My Lords, I beg to move the Second Reading of this Bill. As it is the first time that I have had the honour of addressing your Lordships, I hope you will forgive any shortcomings on my part. When I was asked by Mr. Godfrey Nicholson, the Member for Morpeth, to take charge of this Bill in this House, I told him, after examining the matter, that it seemed a very technical Bill in many respects, and that when I was in the House of Commons I sat for an industrial, and not for a mining constituency, but that I would undertake to do my best. Though this Bill in many of its clauses is replete with rather formidable legal phraseology, I hope your Lordships will agree that the general principle of the Bill is simple. The general principle is to ensure that workmen who are in receipt of compensation payments for accidents should not suffer losses through the bankruptcy or closing down of collieries. Very hard cases have occurred, and it seems deplorable that in such cases the victims should be left to depend for relief on the Poor Law. Mr. Godfrey Nicholson had very wide support for his Bill in another place. It was received with approval by all Parties and by spokesmen from all Parties. It was approved by the Home Office and by the Lord Chancellor's Office, and I think it was largely owing to Mr. Nicholson's own ability and perseverance, as well no doubt as to his good fortune in the ballot, that the Bill has reached your Lordships' House at this early stage. The fact that it had such widespread support makes me the more confident that your Lordships will give it very careful consideration.
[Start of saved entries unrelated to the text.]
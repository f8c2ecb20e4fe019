//! Provider credentials.

use anyhow::{Context, Result, bail};
use std::env;

/// Credentials issued by the provider for the integrating application.
#[derive(Debug, Clone)]
pub struct Config {
    /// Customer id, sent as the `customer` form field and bound into the
    /// request signature.
    pub customer_id: String,
    /// Authorization key, only ever bound into the signature.
    pub key: String,
}

impl Config {
    pub fn new(customer_id: impl Into<String>, key: impl Into<String>) -> Self {
        Config {
            customer_id: customer_id.into(),
            key: key.into(),
        }
    }

    /// Load credentials from environment variables
    ///
    /// # Environment Variables
    /// - `KUAIDI100_CUSTOMER`: Required - customer id issued by the provider
    /// - `KUAIDI100_KEY`: Required - authorization key issued by the provider
    pub fn from_env() -> Result<Self> {
        let customer_id = env::var("KUAIDI100_CUSTOMER")
            .context("KUAIDI100_CUSTOMER not set")?;

        if customer_id.trim().is_empty() {
            bail!("KUAIDI100_CUSTOMER cannot be empty");
        }

        let key = env::var("KUAIDI100_KEY")
            .context("KUAIDI100_KEY not set")?;

        if key.trim().is_empty() {
            bail!("KUAIDI100_KEY cannot be empty");
        }

        Ok(Config { customer_id, key })
    }
}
It may be asked, why should this be done for coal mines and not for other industries? It is a reasonable question, and I think the answer is to be found in some statistics that were quoted in the other place both by the promoter of the Bill and by the representative of the Home Office. Thus it was pointed out that in the mining industry about seven times more accidents occur than in other industries, and statistics that have been officially collected show that the mining industry is in a much more precarious position in this respect that any other industry you can mention. These statistics I refer to deal with mines, shipping, factories, docks, quarries, constructional work, and railways, and all these together employ about 6,500,000 men. In the six industries other than mines the proportion which the number of compensation cases bears to the total number of men employed is 3.38 per cent. In the mining industries it is 21.2 per cent. As your Lordships will observe that is an increase of about seven times. Take again the total expenditure of these industries annually on compensation proportionate to the total number of men employed. In the six industries it is 9s. 10d.; in the mining industry it is 08s. 11d., which represents a startling difference. Some other figures given in the other place by the Under-Secretary for the Home Department are these. Out of about 960 colliery undertakings employing about 790,000 men there are 707 colliery undertakings employing about 589,000 men which are insured in this matter of compensation. That leaves 253 colliery undertakings employing 201,000 men which are not insured at all. Those at any rate were the figures last February.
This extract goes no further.